**Problem statement:** Among the entries below, find every line that has "impl" and pull it out.

Stored data entries
Segment Open

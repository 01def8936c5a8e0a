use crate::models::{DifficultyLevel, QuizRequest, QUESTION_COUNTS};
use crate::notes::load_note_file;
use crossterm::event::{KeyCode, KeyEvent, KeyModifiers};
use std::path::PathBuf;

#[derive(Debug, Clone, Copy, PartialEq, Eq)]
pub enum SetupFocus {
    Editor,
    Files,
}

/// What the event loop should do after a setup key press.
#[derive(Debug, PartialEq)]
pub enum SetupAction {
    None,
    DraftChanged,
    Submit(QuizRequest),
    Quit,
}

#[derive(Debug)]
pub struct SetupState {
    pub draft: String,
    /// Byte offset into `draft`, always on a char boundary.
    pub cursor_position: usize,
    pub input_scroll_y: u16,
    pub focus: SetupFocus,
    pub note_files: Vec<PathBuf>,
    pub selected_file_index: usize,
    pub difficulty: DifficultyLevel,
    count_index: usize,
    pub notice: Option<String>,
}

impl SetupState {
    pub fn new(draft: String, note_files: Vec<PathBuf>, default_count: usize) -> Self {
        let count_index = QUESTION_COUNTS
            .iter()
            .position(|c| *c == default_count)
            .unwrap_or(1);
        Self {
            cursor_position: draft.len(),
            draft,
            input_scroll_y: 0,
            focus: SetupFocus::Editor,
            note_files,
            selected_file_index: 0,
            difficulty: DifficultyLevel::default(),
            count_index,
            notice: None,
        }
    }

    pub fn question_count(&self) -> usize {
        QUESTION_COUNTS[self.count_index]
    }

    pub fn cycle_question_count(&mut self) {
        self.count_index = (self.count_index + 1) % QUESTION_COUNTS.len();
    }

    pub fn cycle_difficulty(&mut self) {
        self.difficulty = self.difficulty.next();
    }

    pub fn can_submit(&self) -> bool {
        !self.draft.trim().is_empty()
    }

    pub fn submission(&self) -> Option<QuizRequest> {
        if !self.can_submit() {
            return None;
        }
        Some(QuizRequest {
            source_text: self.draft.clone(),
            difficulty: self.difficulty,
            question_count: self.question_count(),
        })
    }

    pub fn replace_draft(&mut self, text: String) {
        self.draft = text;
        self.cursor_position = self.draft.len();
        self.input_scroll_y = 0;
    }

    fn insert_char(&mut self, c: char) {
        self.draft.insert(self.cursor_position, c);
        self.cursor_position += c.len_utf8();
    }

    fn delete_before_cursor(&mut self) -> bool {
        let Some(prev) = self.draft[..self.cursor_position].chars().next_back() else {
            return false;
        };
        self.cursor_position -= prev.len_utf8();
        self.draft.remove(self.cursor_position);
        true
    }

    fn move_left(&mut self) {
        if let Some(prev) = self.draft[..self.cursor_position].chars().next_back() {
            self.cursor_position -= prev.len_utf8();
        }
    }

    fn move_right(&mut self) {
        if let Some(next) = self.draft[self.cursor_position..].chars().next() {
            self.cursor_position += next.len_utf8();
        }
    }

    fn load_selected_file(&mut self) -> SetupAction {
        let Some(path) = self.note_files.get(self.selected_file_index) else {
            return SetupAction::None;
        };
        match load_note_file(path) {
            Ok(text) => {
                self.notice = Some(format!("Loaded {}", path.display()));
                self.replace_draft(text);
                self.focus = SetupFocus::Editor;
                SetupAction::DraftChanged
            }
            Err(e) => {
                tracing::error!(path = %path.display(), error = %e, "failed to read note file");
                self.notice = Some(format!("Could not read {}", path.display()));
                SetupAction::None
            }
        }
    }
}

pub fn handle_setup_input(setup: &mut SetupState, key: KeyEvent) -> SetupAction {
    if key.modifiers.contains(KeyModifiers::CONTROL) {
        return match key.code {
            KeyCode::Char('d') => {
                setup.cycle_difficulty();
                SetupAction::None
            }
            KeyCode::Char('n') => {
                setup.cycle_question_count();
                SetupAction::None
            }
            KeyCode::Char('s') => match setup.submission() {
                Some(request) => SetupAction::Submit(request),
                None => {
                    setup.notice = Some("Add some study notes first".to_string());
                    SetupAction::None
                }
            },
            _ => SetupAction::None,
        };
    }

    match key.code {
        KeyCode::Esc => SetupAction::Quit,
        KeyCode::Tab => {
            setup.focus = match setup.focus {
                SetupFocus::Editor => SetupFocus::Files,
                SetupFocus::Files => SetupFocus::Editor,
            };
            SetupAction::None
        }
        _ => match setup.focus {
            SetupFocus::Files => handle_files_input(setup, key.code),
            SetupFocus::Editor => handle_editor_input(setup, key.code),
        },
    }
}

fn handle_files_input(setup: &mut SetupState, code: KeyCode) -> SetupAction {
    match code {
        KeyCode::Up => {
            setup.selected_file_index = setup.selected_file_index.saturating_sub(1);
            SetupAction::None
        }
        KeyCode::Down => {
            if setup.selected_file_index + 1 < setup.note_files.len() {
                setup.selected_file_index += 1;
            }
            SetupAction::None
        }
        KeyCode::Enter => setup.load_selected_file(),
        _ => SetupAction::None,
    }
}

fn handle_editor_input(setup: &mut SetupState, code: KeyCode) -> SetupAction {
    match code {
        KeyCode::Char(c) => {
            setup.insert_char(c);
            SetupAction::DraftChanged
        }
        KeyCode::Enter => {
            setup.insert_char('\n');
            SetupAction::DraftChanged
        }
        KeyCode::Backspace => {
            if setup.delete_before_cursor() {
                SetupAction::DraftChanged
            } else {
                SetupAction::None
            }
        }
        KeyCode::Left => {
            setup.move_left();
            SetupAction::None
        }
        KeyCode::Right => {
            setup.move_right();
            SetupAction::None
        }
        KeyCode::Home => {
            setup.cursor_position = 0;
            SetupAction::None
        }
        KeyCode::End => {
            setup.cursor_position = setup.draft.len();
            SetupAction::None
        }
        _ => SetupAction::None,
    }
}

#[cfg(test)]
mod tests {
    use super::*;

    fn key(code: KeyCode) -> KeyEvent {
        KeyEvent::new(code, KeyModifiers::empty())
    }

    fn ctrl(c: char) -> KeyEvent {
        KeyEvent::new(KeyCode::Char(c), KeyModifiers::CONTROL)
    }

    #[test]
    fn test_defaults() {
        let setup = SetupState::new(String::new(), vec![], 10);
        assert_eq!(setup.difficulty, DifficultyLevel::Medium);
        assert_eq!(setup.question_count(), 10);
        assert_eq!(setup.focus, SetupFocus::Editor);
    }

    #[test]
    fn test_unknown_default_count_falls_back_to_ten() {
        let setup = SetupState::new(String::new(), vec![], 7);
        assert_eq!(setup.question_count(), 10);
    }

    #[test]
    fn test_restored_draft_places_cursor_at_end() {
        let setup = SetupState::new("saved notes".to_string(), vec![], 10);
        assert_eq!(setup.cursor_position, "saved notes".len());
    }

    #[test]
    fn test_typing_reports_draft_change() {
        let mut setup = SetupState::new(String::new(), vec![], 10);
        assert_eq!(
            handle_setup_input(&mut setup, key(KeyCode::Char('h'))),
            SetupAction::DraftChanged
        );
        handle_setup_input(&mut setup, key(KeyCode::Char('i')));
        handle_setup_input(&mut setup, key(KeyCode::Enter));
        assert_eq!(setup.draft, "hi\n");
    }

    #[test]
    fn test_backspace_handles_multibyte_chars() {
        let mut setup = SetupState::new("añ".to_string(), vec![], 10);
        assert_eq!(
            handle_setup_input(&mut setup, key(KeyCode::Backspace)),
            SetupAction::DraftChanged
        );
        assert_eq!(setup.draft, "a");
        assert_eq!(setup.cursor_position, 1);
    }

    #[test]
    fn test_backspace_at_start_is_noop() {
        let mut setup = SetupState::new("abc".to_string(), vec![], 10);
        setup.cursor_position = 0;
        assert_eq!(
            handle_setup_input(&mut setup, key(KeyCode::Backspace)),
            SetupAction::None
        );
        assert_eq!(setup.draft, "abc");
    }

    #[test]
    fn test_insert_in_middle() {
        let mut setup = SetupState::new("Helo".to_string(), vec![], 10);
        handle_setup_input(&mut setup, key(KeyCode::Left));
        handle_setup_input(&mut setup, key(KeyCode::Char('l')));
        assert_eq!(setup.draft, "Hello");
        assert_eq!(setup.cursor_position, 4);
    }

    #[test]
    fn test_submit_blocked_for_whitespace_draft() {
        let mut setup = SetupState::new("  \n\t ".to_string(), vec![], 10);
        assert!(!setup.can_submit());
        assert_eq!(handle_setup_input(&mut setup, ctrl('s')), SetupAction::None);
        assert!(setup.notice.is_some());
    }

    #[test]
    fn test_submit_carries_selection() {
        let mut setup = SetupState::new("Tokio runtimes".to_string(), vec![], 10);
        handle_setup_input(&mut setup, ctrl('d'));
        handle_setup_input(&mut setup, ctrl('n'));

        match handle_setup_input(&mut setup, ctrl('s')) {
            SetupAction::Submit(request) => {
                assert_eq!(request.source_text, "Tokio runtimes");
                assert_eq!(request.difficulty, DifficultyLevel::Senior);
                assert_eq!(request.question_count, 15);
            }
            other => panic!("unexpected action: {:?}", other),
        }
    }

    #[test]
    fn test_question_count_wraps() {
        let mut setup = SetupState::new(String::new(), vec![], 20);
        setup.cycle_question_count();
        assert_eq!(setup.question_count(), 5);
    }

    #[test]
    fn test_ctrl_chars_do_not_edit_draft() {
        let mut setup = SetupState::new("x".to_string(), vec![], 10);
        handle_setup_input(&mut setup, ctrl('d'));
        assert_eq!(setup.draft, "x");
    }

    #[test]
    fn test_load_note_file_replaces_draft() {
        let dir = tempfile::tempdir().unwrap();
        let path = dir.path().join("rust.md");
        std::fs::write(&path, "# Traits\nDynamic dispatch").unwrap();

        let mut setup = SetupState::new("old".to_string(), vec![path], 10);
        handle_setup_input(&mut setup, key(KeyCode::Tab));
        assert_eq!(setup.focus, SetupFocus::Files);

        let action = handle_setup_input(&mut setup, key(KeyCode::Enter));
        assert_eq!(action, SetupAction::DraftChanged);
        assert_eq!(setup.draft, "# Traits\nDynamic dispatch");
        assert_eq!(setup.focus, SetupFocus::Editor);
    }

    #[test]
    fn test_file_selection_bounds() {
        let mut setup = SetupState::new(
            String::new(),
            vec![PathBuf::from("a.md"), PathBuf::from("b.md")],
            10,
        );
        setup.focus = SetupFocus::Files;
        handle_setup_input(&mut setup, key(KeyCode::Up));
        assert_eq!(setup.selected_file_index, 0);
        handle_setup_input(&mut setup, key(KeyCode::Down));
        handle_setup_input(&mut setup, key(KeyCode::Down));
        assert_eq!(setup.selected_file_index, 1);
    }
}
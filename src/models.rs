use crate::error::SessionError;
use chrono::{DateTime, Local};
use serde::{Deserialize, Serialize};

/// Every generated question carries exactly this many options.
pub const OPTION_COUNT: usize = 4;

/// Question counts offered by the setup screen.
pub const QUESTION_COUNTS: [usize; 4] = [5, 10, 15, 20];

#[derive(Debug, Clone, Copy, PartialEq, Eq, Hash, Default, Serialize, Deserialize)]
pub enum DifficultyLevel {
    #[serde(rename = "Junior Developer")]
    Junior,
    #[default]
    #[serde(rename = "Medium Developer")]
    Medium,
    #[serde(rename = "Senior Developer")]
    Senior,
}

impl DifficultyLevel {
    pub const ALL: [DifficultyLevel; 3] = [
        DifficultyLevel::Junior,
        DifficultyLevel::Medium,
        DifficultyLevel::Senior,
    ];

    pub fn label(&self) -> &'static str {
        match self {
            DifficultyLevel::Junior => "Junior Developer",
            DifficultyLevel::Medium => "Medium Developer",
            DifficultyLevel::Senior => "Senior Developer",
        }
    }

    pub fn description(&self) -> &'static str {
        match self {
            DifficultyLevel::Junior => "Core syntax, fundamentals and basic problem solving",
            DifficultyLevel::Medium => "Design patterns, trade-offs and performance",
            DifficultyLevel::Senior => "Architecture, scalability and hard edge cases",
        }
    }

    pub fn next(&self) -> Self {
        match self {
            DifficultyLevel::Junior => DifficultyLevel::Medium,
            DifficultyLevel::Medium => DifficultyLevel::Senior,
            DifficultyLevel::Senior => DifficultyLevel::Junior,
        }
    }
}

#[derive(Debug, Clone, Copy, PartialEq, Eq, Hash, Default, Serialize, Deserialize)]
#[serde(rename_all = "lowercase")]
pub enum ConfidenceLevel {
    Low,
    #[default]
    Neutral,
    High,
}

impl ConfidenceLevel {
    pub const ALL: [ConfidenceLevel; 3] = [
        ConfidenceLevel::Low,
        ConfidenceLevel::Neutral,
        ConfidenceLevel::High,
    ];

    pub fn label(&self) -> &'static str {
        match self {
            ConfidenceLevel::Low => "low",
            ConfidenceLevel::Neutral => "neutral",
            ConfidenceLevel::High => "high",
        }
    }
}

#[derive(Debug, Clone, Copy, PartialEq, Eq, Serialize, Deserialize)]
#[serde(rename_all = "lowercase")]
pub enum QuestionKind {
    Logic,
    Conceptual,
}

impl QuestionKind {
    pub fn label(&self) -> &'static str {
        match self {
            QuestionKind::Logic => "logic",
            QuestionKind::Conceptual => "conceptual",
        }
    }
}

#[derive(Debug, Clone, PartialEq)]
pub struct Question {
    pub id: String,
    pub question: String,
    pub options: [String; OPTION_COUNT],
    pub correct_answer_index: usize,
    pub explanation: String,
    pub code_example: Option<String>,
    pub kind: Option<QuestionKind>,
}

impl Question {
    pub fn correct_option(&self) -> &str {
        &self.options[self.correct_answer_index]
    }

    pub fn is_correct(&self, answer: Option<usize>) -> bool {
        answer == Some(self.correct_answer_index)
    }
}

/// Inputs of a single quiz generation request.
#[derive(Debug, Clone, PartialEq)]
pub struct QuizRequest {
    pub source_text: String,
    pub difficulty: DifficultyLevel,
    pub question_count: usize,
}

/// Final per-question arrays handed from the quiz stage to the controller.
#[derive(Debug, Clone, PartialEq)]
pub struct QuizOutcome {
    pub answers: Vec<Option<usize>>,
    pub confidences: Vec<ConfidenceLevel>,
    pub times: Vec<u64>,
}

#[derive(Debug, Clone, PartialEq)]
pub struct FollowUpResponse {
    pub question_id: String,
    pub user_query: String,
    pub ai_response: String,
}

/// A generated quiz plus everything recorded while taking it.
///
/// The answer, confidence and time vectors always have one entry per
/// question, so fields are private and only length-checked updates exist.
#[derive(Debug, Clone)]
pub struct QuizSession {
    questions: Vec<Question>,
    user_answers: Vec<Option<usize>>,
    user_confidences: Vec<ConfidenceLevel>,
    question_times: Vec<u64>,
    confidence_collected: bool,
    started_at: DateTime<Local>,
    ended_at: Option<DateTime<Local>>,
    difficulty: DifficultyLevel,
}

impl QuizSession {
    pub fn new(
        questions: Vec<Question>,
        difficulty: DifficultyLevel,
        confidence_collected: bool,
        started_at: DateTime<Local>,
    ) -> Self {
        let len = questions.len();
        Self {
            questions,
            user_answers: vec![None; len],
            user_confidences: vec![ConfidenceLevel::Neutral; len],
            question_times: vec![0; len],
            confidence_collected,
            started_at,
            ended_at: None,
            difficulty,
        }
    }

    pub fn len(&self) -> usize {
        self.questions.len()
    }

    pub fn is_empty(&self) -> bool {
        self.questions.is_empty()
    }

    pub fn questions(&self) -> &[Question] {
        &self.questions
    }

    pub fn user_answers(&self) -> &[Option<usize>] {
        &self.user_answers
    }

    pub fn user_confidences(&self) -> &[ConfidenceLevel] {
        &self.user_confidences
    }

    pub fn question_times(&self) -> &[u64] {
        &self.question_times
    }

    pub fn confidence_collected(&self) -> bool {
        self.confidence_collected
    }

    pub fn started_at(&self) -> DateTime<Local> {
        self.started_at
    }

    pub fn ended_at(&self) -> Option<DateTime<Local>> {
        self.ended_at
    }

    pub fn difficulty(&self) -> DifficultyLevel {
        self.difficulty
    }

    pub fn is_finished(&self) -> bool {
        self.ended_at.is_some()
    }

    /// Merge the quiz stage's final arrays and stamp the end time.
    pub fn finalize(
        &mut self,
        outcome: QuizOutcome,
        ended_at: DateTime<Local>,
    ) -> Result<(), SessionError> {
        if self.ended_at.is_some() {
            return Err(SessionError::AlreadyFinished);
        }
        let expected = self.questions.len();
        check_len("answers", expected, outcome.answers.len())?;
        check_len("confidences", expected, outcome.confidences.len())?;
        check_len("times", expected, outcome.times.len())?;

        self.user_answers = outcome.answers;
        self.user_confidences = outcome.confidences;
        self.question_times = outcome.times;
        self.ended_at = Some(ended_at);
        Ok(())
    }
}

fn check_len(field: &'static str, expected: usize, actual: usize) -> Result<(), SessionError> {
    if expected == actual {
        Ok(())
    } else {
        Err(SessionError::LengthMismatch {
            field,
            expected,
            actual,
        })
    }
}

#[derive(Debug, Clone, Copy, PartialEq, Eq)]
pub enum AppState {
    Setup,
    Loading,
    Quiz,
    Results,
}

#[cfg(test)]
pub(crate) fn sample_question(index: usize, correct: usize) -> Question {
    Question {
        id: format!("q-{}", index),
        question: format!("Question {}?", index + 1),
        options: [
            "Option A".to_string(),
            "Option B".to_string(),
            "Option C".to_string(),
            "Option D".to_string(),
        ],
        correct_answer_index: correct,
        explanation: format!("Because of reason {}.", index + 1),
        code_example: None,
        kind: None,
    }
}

Segment Closed

**Result:**
impl SetupState {
impl DifficultyLevel {
impl ConfidenceLevel {
impl QuestionKind {
impl Question {
impl QuizSession {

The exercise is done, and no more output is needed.